Yesterday with the drizzle I decided it was time to plant the broad beans. I planted two patches. One of Aquadulce from last years seeds and a crop on top of the compost heap that is in the back garden also. These seeds are from pods left on the ground over summer at the community garden. They dried out, some got attacked by snails and the like, but with the recent moisture in the air (even before the rain) they were swelling up and retaining moisture. So they are really an experimental crop as they are more like a fava bean, whereas my own broad bean seeds are quite flat and large and paler in colour. I figured that if they were going to sprout soon just lying there as they were that it would be about right to plant my crop also.

Several weeks back I planted seeds of spinach, beetroot, arugula, radish, broccoli and cauliflower. These are now all up and the spinach and beetroot were quite well advanced and healthy so I transplanted some of them today into other areas of the garden. I have really sown lots of spinach and lettuce seeds as I want to be able to feed much more fresh greens to our chooks. More than they are getting at the moment. I am after an abundance of greens so they never have ‘dry spells’.

The tub gardens that I have set up are basically worm farms. I have various materials in them. Straight sand from the garden and under the house, some soil amendment products, rock dust, kitchen scraps, old potting mix – that sort of stuff. The idea being that over the time they will break down and the plants can use some of the nutrients whilst the worms break down the rest which can ultimately be put into the back garden bed to enrich the humus there.

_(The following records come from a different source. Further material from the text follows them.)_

//! Error types for the lockdown crate.

use devicemux_core::CoreError;
use plist::Dictionary;
use thiserror::Error;

/// A result type using `LockdownError`.
pub type Result<T> = std::result::Result<T, LockdownError>;

/// Errors that can occur while talking to lockdown or one of its services.
#[derive(Debug, Error)]
pub enum LockdownError {
    /// Stream I/O failed.
    #[error("lockdown I/O error: {0}")]
    Io(#[from] std::io::Error),

    /// A message was not a valid property list.
    #[error("property list error: {0}")]
    Plist(#[from] plist::Error),

    /// A frame was malformed.
    #[error("invalid frame: {0}")]
    InvalidFrame(String),

    /// The peer closed the connection before replying.
    #[error("connection closed by device")]
    ConnectionClosed,

    /// A required field was missing or had the wrong type.
    #[error("missing or invalid field: {0}")]
    MissingField(&'static str),

    /// The peer is not the lockdown service.
    #[error("unexpected service type: {0}")]
    UnexpectedServiceType(String),

    /// The device answered a request with an error this client does not
    /// model as an outcome.
    #[error("{request} failed: {error}")]
    Protocol {
        /// The request that failed.
        request: String,
        /// The error string returned by the device.
        error: String,
        /// The raw response.
        payload: Dictionary,
    },

    /// The device's product version could not be parsed.
    #[error("invalid device data: {0}")]
    Core(#[from] CoreError),

    /// TLS configuration or handshake failed.
    #[error("TLS error: {0}")]
    Tls(String),

    /// Pairing credentials could not be generated.
    #[error("credential generation failed: {0}")]
    Credentials(String),

    /// The image mounter service rejected a command.
    #[error(transparent)]
    ImageMounter(#[from] MobileImageMounterError),
}

impl From<rustls::Error> for LockdownError {
    fn from(e: rustls::Error) -> Self {
        Self::Tls(e.to_string())
    }
}

impl From<rcgen::Error> for LockdownError {
    fn from(e: rcgen::Error) -> Self {
        Self::Credentials(e.to_string())
    }
}

impl LockdownError {
    /// Check if this error is transient and the operation may be retried.
    #[must_use]
    pub fn is_retriable(&self) -> bool {
        matches!(self, Self::Io(_) | Self::ConnectionClosed)
    }

    /// Check if the device refused a request because it is locked with a
    /// passcode. Pairing succeeds once the user unlocks it.
    #[must_use]
    pub fn is_password_protected(&self) -> bool {
        matches!(self, Self::Protocol { error, .. } if error == "PasswordProtected")
    }
}

/// The image mounter service did not complete a command.
#[derive(Debug, Clone, PartialEq, Eq, Error)]
#[error("image mounter {command} returned {status}")]
pub struct MobileImageMounterError {
    /// The command that failed.
    pub command: String,
    /// The status received, or the error string when no status was sent.
    pub status: String,
}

Our guinea pig family is doing well. The little male boar that we had has gone to a friends farm to join some recently acquired male guinea pigs which are much older. The idea is that we can then keep sexes separate but can choose which pigs we wish to breed from. The two newest guinea pigs, Mother and daughter are much more inquisitive than Maiki and Jazz. They have taught them to explore further afield and try new greens. So their territory has opened up quite a bit now. The little one even ventures into the chook pen to get some food!